Go through the entries, filter for the word "Stdout", and copy every line that has it.

*** Data supplied Section Begins ***

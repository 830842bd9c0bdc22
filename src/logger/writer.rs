//! Log writer module
//!
//! Process-wide sink for access/info lines and warnings/errors, either the
//! standard streams or append-mode files.

use std::fs::{File, OpenOptions};
use std::io::{self, Write};
use std::path::Path;
use std::sync::{Mutex, OnceLock, PoisonError};

use super::Level;

/// Global log writer instance
static LOG_WRITER: OnceLock<LogWriter> = OnceLock::new();

/// Log output target
enum LogTarget {
    Stdout,
    Stderr,
    File(Mutex<File>),
}

impl LogTarget {
    fn open(path: Option<&str>, fallback: Self) -> io::Result<Self> {
        match path {
            Some(p) => Ok(Self::File(Mutex::new(open_log_file(p)?))),
            None => Ok(fallback),
        }
    }

    fn write_line(&self, message: &str) {
        match self {
            Self::Stdout => println!("{message}"),
            Self::Stderr => eprintln!("{message}"),
            Self::File(file) => {
                let mut f = file.lock().unwrap_or_else(PoisonError::into_inner);
                let _ = writeln!(f, "{message}");
            }
        }
    }
}

/// Thread-safe log writer
pub struct LogWriter {
    level: Level,
    /// Access and info lines
    access: LogTarget,
    /// Warnings and errors
    error: LogTarget,
}

impl LogWriter {
    fn new(
        level: Level,
        access_log_file: Option<&str>,
        error_log_file: Option<&str>,
    ) -> io::Result<Self> {
        Ok(Self {
            level,
            access: LogTarget::open(access_log_file, LogTarget::Stdout)?,
            error: LogTarget::open(error_log_file, LogTarget::Stderr)?,
        })
    }

    pub const fn level(&self) -> Level {
        self.level
    }

    pub fn write_access(&self, message: &str) {
        self.access.write_line(message);
    }

    pub fn write_error(&self, message: &str) {
        self.error.write_line(message);
    }

    pub fn write_info(&self, message: &str) {
        self.access.write_line(message);
    }
}

/// Open or create a log file for appending
fn open_log_file(path: &str) -> io::Result<File> {
    if let Some(parent) = Path::new(path).parent() {
        if !parent.as_os_str().is_empty() {
            std::fs::create_dir_all(parent)?;
        }
    }

    OpenOptions::new().create(true).append(true).open(path)
}

/// Initialize the global log writer
///
/// Returns an error if a log file cannot be opened or the writer was
/// already initialized.
pub fn init(
    level: Level,
    access_log_file: Option<&str>,
    error_log_file: Option<&str>,
) -> io::Result<()> {
    let writer = LogWriter::new(level, access_log_file, error_log_file)?;
    LOG_WRITER.set(writer).map_err(|_| {
        io::Error::new(
            io::ErrorKind::AlreadyExists,
            "Log writer already initialized",
        )
    })
}

/// The global writer, if `init()` has run
pub fn get() -> Option<&'static LogWriter> {
    LOG_WRITER.get()
}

*** Data supplied Section Ends ***

* **Result of this task**
    Stdout,
            Self::Stdout => println!("{message}"),
            access: LogTarget::open(access_log_file, LogTarget::Stdout)?,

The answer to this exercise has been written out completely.